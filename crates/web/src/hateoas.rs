use axum::Json;
use serde::Serialize;

use crate::base_url::BaseUrl;

#[derive(Debug, Clone, Serialize)]
pub struct Link {
    #[serde(rename = "rel")]
    pub relation: String,

    #[serde(rename = "href")]
    pub hypertext_reference: String,
}

/// A resource together with links to related resources.
#[derive(Debug, Clone, Serialize)]
pub struct Response<T> {
    #[serde(flatten)]
    pub content: T,
    pub links: Vec<Link>,
}

impl<T> Response<T> {
    pub fn new(content: T) -> Self {
        Self {
            content,
            links: vec![],
        }
    }

    pub fn builder(content: T, base_url: &BaseUrl) -> ResponseBuilder<'_, T> {
        ResponseBuilder::new(content, base_url)
    }

    pub fn json(self) -> Json<Self> {
        Json(self)
    }
}

pub struct ResponseBuilder<'b, T> {
    response: Response<T>,
    base_url: &'b BaseUrl,
}

impl<'b, T> ResponseBuilder<'b, T> {
    pub fn new(content: T, base_url: &'b BaseUrl) -> Self {
        Self {
            response: Response::new(content),
            base_url,
        }
    }

    /// Adds a link to `path`, resolved against the base url of the request.
    pub fn link<R, H>(self, relation: R, path: H) -> Self
    where
        R: Into<String>,
        H: AsRef<str>,
    {
        let url = self.base_url.full_url(path);
        self.link_extern(relation, url)
    }

    pub fn link_option<R, H>(self, relation: R, path: Option<H>) -> Self
    where
        R: Into<String>,
        H: AsRef<str>,
    {
        match path {
            Some(path) => self.link(relation, path),
            None => self,
        }
    }

    /// Adds a link to an already complete url.
    pub fn link_extern<R, H>(mut self, relation: R, hypertext_reference: H) -> Self
    where
        R: Into<String>,
        H: Into<String>,
    {
        self.response.links.push(Link {
            relation: relation.into(),
            hypertext_reference: hypertext_reference.into(),
        });
        self
    }

    pub fn link_extern_option<R, H>(self, relation: R, hypertext_reference: Option<H>) -> Self
    where
        R: Into<String>,
        H: Into<String>,
    {
        match hypertext_reference {
            Some(href) => self.link_extern(relation, href),
            None => self,
        }
    }

    pub fn build(self) -> Response<T> {
        self.response
    }
}
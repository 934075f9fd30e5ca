use model::{
    tour::Tour,
    waypoint::{NewWaypoint, Waypoint},
    WithId,
};
use sqlx::{Executor, Sqlite};
use tours::database::Result;
use utility::id::Id;

use crate::data_model::{waypoint::WaypointRow, with_id};

use super::convert_error;

/// The tour is not checked; with foreign keys enabled a missing tour makes
/// the insert fail.
pub async fn insert<'c, E>(
    executor: E,
    tour_id: Id<Tour>,
    waypoint: NewWaypoint,
) -> Result<WithId<Waypoint>>
where
    E: Executor<'c, Database = Sqlite>,
{
    sqlx::query_as(
        "
        INSERT INTO waypoints(
            name,
            latitude,
            longitude,
            audio_filename,
            tour_id
        )
        VALUES (?, ?, ?, ?, ?)
        RETURNING id, name, latitude, longitude, audio_filename, tour_id;
        ",
    )
    .bind(&waypoint.name)
    .bind(waypoint.coordinates.latitude)
    .bind(waypoint.coordinates.longitude)
    .bind(&waypoint.audio_filename)
    .bind(tour_id.raw())
    .fetch_one(executor)
    .await
    .map(|row: WaypointRow| with_id(row))
    .map_err(convert_error)
}
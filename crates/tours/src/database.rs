use std::{error, fmt, result};

use async_trait::async_trait;
use model::{
    tour::{NewTour, Tour},
    waypoint::{NewWaypoint, Waypoint},
    WithId,
};
use utility::id::Id;

#[derive(Debug)]
pub enum DatabaseError {
    NotFound,
    Other(Box<dyn error::Error + Send + Sync>),
}

impl fmt::Display for DatabaseError {
    fn fmt(&self, f: &mut fmt::Formatter) -> fmt::Result {
        match self {
            Self::NotFound => write!(f, "Row not found."),
            Self::Other(why) => write!(f, "Database error: {why}"),
        }
    }
}

impl error::Error for DatabaseError {}

pub type Result<T> = result::Result<T, DatabaseError>;

/// A handle to the store which hands out connections on demand.
///
/// Implementations are expected to be cheap to clone (a pool handle), so one
/// instance can be created at startup and shared by every request.
pub trait Database: Clone + Send + Sync + Sized + 'static {
    type Autocommit: TourRepo + WaypointRepo + Send;

    fn auto(&self) -> Self::Autocommit;
}

#[async_trait]
pub trait TourRepo {
    /// Returns the tour with all of its waypoints.
    async fn get_tour(&mut self, id: Id<Tour>) -> Result<WithId<Tour>>;

    /// Returns a page of tours in insertion order, each with its waypoints.
    async fn get_tours(&mut self, skip: u32, limit: u32) -> Result<Vec<WithId<Tour>>>;

    async fn insert_tour(&mut self, tour: NewTour) -> Result<WithId<Tour>>;

    async fn tour_exists(&mut self, id: Id<Tour>) -> Result<bool>;
}

#[async_trait]
pub trait WaypointRepo {
    /// Inserts a waypoint below `tour_id`. Whether the tour exists is not
    /// checked here.
    async fn insert_waypoint(
        &mut self,
        tour_id: Id<Tour>,
        waypoint: NewWaypoint,
    ) -> Result<WithId<Waypoint>>;
}
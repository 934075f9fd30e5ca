use schemars::JsonSchema;
use std::fmt::Debug;

use serde::Serialize;
use utility::id::{HasId, Id};

pub mod location;
pub mod tour;
pub mod waypoint;

pub trait ExampleData {
    fn example_data() -> Self;
}

#[derive(Debug, Clone, Serialize, JsonSchema)]
pub struct WithId<V>
where
    V: HasId,
    V::IdType: Serialize + Debug + Clone,
{
    pub id: Id<V>,
    #[serde(flatten)]
    pub content: V,
}

impl<V> WithId<V>
where
    V: HasId,
    V::IdType: Serialize + Debug + Clone,
{
    pub fn new(id: Id<V>, content: V) -> Self {
        Self { id, content }
    }
}

impl<V> ExampleData for WithId<V>
where
    V: HasId<IdType = i64> + ExampleData,
{
    fn example_data() -> Self {
        Self::new(Id::new(1), V::example_data())
    }
}
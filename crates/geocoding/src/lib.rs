use async_trait::async_trait;
use log::debug;
use model::location::Coordinates;
use serde::Deserialize;
use tours::geocoder::{Geocoder, GeocodingError};

pub const DEFAULT_NOMINATIM_URL: &str = "https://nominatim.openstreetmap.org";
pub const DEFAULT_USER_AGENT: &str = "tour-app-server";

#[derive(Debug, thiserror::Error)]
pub enum NominatimError {
    #[error("HTTP request error: {0}")]
    Request(#[from] reqwest::Error),
    #[error("Invalid Response ({status_code}) {url}")]
    InvalidResponse {
        status_code: reqwest::StatusCode,
        url: String,
    },
    #[error("Invalid coordinate in response: '{0}'")]
    InvalidCoordinate(String),
}

/// One entry of a nominatim search result. Coordinates are sent as strings.
#[derive(Debug, Clone, Deserialize)]
struct Place {
    lat: String,
    lon: String,
    #[serde(default)]
    display_name: Option<String>,
}

impl Place {
    fn coordinates(&self) -> Result<Coordinates, NominatimError> {
        let latitude = self
            .lat
            .trim()
            .parse()
            .map_err(|_| NominatimError::InvalidCoordinate(self.lat.clone()))?;
        let longitude = self
            .lon
            .trim()
            .parse()
            .map_err(|_| NominatimError::InvalidCoordinate(self.lon.clone()))?;
        let coordinates = Coordinates::new(latitude, longitude);
        if !coordinates.is_valid() {
            return Err(NominatimError::InvalidCoordinate(format!(
                "{}, {}",
                self.lat, self.lon
            )));
        }
        Ok(coordinates)
    }
}

/// Geocoder backed by the search endpoint of a nominatim instance.
#[derive(Debug, Clone)]
pub struct NominatimGeocoder {
    client: reqwest::Client,
    base_url: String,
}

impl NominatimGeocoder {
    pub fn new<U, A>(base_url: U, user_agent: A) -> Result<Self, NominatimError>
    where
        U: Into<String>,
        A: AsRef<str>,
    {
        // nominatim's usage policy requires an identifying user agent
        let client = reqwest::Client::builder()
            .user_agent(user_agent.as_ref())
            .build()?;
        Ok(Self {
            client,
            base_url: base_url.into().trim_end_matches('/').to_owned(),
        })
    }

    /// Returns the best match for `address`, if nominatim knows one.
    pub async fn search(&self, address: &str) -> Result<Option<Coordinates>, NominatimError> {
        let url = format!("{}/search", self.base_url);
        let response = self
            .client
            .get(&url)
            .query(&[("q", address), ("format", "json"), ("limit", "1")])
            .send()
            .await?;

        if !response.status().is_success() {
            return Err(NominatimError::InvalidResponse {
                status_code: response.status(),
                url,
            });
        }

        let places: Vec<Place> = response.json().await?;
        match places.first() {
            Some(place) => {
                debug!(
                    "Resolved '{}' to '{}'.",
                    address,
                    place.display_name.as_deref().unwrap_or("?")
                );
                place.coordinates().map(Some)
            }
            None => Ok(None),
        }
    }
}

#[async_trait]
impl Geocoder for NominatimGeocoder {
    async fn geocode(&self, address: &str) -> Result<Coordinates, GeocodingError> {
        match self.search(address).await {
            Ok(Some(coordinates)) => Ok(coordinates),
            Ok(None) => Err(GeocodingError::NotFound(address.to_owned())),
            Err(why) => Err(GeocodingError::Unavailable(why.to_string())),
        }
    }
}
========================
Task requirements
Each line of the material with the word "const" in it should be listed.

Response for this exercise
pub const DEFAULT_NOMINATIM_URL: &str = "https://nominatim.openstreetmap.org";
pub const DEFAULT_USER_AGENT: &str = "tour-app-server";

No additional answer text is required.